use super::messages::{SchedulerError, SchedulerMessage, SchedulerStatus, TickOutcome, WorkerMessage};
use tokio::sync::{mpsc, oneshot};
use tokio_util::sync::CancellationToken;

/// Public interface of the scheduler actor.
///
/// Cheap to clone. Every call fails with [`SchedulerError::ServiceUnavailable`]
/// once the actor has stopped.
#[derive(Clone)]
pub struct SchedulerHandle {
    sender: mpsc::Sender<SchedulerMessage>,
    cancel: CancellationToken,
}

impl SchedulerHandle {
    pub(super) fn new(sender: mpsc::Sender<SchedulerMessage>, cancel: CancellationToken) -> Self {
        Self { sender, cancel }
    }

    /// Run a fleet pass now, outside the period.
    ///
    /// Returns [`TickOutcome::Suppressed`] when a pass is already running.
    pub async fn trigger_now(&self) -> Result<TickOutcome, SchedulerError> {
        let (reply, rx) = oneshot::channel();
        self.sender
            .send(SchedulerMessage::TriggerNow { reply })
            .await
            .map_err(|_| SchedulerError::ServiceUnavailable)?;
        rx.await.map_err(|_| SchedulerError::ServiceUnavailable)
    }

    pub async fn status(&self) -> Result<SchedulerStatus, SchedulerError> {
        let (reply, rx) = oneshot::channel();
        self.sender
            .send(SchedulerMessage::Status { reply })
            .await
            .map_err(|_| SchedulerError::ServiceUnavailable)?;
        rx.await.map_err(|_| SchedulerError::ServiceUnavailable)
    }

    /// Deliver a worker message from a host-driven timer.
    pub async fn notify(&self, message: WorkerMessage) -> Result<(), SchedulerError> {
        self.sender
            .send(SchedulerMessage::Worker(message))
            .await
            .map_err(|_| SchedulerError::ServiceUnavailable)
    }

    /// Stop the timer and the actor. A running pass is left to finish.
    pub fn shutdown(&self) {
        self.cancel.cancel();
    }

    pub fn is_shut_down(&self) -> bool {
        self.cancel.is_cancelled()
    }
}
◇ ◇ ◇ ◇
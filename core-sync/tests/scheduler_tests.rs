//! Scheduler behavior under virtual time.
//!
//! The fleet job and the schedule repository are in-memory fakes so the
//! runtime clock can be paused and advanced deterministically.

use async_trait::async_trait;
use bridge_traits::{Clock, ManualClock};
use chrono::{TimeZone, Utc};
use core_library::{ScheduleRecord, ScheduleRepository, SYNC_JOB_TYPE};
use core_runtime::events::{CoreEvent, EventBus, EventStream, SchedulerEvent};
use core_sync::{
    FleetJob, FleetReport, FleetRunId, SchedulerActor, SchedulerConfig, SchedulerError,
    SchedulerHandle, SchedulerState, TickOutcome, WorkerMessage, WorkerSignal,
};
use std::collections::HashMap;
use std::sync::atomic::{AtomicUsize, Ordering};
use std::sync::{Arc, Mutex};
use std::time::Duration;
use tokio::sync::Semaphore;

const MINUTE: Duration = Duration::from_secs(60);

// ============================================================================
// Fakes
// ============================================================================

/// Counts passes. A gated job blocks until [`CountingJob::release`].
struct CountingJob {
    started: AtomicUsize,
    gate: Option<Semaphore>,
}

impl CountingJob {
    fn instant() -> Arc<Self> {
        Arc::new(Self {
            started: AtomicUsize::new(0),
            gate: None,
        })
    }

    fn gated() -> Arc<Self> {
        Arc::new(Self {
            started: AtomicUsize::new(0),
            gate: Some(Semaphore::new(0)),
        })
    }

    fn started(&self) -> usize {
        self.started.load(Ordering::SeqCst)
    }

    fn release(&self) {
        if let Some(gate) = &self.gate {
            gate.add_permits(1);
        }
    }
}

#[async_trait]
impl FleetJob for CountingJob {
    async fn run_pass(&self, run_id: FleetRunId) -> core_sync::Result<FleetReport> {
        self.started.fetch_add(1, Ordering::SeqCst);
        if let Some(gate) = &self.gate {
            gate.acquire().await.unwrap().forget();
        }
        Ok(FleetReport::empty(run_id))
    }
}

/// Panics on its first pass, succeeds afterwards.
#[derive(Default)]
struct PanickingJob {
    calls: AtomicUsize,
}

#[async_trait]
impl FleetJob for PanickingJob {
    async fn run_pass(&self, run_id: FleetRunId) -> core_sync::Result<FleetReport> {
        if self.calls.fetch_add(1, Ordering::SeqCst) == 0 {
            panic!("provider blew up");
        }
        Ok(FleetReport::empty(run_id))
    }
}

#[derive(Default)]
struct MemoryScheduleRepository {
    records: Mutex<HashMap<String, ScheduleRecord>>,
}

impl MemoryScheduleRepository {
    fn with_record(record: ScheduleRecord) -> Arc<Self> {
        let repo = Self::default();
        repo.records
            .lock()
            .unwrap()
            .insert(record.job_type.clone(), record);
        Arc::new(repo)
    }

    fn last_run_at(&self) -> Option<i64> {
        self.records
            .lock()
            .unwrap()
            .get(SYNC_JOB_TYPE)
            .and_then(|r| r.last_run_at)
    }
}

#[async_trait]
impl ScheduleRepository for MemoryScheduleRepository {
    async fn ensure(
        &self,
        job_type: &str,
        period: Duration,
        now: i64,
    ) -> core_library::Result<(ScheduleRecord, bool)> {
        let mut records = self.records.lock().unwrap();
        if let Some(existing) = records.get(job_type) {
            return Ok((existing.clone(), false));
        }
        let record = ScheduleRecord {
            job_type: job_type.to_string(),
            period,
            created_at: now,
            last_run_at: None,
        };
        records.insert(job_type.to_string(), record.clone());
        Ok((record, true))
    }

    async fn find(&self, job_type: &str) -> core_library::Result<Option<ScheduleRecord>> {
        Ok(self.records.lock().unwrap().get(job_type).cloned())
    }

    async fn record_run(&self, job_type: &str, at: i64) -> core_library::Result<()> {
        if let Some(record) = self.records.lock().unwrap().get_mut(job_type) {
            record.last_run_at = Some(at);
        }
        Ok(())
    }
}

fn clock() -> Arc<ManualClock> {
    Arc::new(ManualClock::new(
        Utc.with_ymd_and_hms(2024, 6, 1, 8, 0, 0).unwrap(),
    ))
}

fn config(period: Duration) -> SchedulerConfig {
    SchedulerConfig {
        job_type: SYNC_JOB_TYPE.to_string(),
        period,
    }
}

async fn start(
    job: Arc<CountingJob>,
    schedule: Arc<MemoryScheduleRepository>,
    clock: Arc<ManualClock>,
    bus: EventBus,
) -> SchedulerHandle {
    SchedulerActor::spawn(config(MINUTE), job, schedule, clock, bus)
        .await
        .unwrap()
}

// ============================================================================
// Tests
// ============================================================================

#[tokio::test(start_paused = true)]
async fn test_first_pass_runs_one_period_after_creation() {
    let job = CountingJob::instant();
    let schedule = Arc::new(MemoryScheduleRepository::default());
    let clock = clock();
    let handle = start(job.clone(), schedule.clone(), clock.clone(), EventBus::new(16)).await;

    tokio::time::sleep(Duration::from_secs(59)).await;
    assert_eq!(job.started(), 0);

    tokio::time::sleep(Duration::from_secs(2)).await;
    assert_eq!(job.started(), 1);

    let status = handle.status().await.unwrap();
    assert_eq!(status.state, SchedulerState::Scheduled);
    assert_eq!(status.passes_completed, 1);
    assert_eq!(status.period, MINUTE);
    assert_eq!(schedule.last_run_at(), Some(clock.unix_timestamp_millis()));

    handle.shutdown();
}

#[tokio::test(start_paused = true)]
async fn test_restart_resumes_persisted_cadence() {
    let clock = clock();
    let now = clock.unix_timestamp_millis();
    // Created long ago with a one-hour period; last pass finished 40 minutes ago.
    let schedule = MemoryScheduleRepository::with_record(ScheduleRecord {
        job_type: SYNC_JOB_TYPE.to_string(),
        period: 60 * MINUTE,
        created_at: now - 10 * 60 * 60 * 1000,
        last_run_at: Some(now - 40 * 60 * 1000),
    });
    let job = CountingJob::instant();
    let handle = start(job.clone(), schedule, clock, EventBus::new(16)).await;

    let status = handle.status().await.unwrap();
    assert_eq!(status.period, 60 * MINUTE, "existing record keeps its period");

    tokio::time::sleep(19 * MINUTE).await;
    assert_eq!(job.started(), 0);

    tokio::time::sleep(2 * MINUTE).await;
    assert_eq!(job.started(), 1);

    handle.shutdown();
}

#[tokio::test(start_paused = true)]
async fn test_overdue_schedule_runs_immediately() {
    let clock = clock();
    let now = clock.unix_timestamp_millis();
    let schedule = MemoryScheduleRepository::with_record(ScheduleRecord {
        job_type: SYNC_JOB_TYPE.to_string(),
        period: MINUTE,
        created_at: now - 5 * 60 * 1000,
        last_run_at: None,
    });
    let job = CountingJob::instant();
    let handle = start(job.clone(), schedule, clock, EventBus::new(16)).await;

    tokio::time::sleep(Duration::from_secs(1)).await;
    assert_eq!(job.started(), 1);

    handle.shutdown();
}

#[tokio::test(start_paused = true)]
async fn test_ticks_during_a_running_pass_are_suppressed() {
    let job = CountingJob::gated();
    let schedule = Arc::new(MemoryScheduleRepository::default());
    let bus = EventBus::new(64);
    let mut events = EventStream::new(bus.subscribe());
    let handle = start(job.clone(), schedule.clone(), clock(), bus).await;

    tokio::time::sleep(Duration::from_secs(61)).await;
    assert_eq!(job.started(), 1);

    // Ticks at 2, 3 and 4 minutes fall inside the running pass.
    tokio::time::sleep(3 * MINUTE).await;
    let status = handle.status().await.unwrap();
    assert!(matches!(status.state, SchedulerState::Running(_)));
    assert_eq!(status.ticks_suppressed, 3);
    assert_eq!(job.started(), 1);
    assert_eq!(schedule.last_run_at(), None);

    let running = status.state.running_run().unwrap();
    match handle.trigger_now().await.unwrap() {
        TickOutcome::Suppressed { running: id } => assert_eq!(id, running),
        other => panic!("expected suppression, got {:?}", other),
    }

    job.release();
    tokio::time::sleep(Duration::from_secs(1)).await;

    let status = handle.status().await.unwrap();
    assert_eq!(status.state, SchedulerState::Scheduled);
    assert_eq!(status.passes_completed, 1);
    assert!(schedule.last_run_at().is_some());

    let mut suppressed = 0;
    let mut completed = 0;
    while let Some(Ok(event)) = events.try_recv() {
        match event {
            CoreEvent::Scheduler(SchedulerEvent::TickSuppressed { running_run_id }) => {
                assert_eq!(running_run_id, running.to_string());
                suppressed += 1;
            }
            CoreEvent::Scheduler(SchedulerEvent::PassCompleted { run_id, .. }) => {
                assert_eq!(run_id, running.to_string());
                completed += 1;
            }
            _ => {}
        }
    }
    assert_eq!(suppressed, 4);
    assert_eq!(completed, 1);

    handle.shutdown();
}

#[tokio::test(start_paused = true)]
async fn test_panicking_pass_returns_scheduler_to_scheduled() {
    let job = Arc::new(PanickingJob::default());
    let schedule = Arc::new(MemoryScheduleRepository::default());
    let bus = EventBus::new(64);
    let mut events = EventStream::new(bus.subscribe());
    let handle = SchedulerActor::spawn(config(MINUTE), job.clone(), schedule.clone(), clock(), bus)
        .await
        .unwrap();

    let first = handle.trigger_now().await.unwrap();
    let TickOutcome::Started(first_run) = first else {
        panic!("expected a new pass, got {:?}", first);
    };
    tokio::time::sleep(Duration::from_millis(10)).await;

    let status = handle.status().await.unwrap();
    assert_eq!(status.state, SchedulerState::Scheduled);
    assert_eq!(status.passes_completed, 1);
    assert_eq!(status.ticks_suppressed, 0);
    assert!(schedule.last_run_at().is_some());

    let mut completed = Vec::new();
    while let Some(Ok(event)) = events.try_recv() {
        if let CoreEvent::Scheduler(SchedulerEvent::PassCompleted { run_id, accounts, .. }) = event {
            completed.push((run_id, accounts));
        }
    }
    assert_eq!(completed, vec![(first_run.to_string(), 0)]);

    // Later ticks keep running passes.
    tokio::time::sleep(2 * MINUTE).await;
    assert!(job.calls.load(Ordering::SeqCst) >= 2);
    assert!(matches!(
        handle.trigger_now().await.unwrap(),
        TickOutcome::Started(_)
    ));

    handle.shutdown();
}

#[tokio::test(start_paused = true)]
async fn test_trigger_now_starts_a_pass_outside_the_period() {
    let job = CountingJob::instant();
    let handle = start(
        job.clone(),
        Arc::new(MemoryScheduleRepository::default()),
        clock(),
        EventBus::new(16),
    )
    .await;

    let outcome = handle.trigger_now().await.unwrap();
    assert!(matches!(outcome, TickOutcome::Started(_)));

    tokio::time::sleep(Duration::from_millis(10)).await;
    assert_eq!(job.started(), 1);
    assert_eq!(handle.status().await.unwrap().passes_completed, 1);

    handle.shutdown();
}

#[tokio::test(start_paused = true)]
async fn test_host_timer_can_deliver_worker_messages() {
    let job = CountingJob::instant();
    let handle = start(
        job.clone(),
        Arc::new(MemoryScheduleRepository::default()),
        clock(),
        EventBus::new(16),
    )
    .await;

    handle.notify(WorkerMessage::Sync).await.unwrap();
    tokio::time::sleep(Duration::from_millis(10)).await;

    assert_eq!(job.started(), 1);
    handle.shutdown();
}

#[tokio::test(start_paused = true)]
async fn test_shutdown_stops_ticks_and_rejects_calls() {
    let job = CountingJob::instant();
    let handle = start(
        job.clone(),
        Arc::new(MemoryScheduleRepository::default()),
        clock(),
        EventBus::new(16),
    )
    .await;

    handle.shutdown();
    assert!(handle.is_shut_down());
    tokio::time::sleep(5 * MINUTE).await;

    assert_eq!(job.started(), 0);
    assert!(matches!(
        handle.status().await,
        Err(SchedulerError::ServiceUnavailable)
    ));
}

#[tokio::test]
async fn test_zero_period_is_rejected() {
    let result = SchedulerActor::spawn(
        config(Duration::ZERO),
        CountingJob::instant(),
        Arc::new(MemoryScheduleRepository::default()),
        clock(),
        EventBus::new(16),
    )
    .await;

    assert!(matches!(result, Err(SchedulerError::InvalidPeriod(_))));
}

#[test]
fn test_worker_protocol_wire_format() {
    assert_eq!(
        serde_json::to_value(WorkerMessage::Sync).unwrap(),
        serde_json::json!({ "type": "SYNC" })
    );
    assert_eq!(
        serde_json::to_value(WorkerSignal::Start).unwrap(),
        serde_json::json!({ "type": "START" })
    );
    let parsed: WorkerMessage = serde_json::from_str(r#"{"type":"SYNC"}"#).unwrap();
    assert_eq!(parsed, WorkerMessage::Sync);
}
◇ ◇ ◇ ◇
• **Exercise aim**: Search the listing for the string "SeqCst". Copy each line where it is found.

• **Exercise answer**:
        self.started.load(Ordering::SeqCst)
        self.started.fetch_add(1, Ordering::SeqCst);
        if self.calls.fetch_add(1, Ordering::SeqCst) == 0 {
    assert!(job.calls.load(Ordering::SeqCst) >= 2);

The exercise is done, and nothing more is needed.